An example we was watching a show where a guy broke a guinness book of world record in skateboarding. They told us what the record was and his new record. So I asked him how much did he beat the record by, as a way to make math fun and in hopes to make him realize somewhat that one of his excuses of failing Algebra was that he does it in his head is flawed. The math question that came about was something like this. The old record was 34 feet the new record was 104' 5 3/4 inches, by how far did he beat the record? Needless to say 5 minutes later he was close to answering the equation correctly. I tried to make math fun for him for a moment by using the show he liked and skateboarding as the tool. The second part I wanted him to figure out which was that he can not do algebra in his head as of yet take his time and learn the subject not just act like you know it.
I have also tried to express how it is having a job by taking him with me on the weekends sometimes to do landscaping type of work. Which can be hard work both physically and mentally, during the time he is with me at those times I explain to him and show him that this type of work is not cut out for him.

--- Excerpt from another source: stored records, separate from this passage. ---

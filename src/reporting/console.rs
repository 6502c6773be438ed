//! # Console Reporting Module / 控制台报告模块
//!
//! This module handles the display of results in the console: a per-target
//! summary table after a test run and an overview of the environment.
//!
//! 此模块处理控制台中结果的显示：测试运行后的逐目标摘要表和环境概览。

use colored::*;

use crate::core::environment::ZenDevEnvironment;
use crate::core::models::TargetOutcome;
use crate::infra::t;

/// Formats one row of the summary table (without colour).
///
/// 格式化摘要表中的一行（不带颜色）。
pub fn summary_row(outcome: &TargetOutcome) -> String {
    let status = if outcome.is_failure() {
        t!("report.status_failed")
    } else {
        t!("report.status_passed")
    };
    format!(
        "{:<8} | {:<24} | {:>10} | {}",
        status,
        outcome.target.to_string(),
        format!("{:.2?}", outcome.duration),
        outcome.code
    )
}

/// Prints a formatted summary of the executed targets.
///
/// # Output Format / 输出格式
/// ```text
/// --- Test Summary ---
///   - Passed   | zenoss (core)            |     61.02s | 0
///   - Failed   | serviced (smoke)         |     12.40s | 2
/// ```
pub fn print_summary(outcomes: &[TargetOutcome]) {
    println!("\n{}", t!("report.summary_banner").bold());
    for outcome in outcomes {
        let row = summary_row(outcome);
        let row = if outcome.is_failure() {
            row.red()
        } else {
            row.green()
        };
        println!("  - {row}");
    }
}

/// Prints the environment name, its directories and managed repositories.
pub fn print_environment(env: &ZenDevEnvironment) {
    println!("{}", t!("env.name", name = env.name().yellow()));
    println!("  SRCROOT    {}", env.src_root().display());
    println!("  BUILDROOT  {}", env.build_root().display());
    println!("  ZENHOME    {}", env.zen_home().display());
    println!("  VAR_ZENOSS {}", env.var_zenoss().display());
    println!("  HOME       {}", env.home().display());

    let repositories = env.repositories(|_| true);
    println!("{}", t!("env.repositories", count = repositories.len()).cyan());
    for repo in repositories {
        match repo.package_id() {
            Some(package) => println!("  - {} ({}) [{}]", repo.name, repo.path.display(), package),
            None => println!("  - {} ({})", repo.name, repo.path.display()),
        }
    }
}

#[cfg(test)]
mod tests {
    use super::*;
    use crate::core::models::{Product, Target};
    use std::time::Duration;

    #[test]
    fn summary_row_shows_target_and_code() {
        let row = summary_row(&TargetOutcome {
            target: Target::Product(Product::Resmgr),
            code: 3,
            duration: Duration::from_millis(1500),
        });
        assert!(row.contains("zenoss (resmgr)"));
        assert!(row.ends_with("| 3"));
        assert!(row.contains("1.50s"));
    }
}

I myself love construction, landscaping, or tree work but not everybody can handle what it takes to do this type of work which is what I try to show him and I try to push him as much as I can and then take over what I have him to do and show him just how much more it takes to do it. While working I talk about how important it is to stay in school and do good in school go to college and have a good career.
Many more things I am doing in trying to motivate him and help him overcome some of the negative obstacles that is hindering him.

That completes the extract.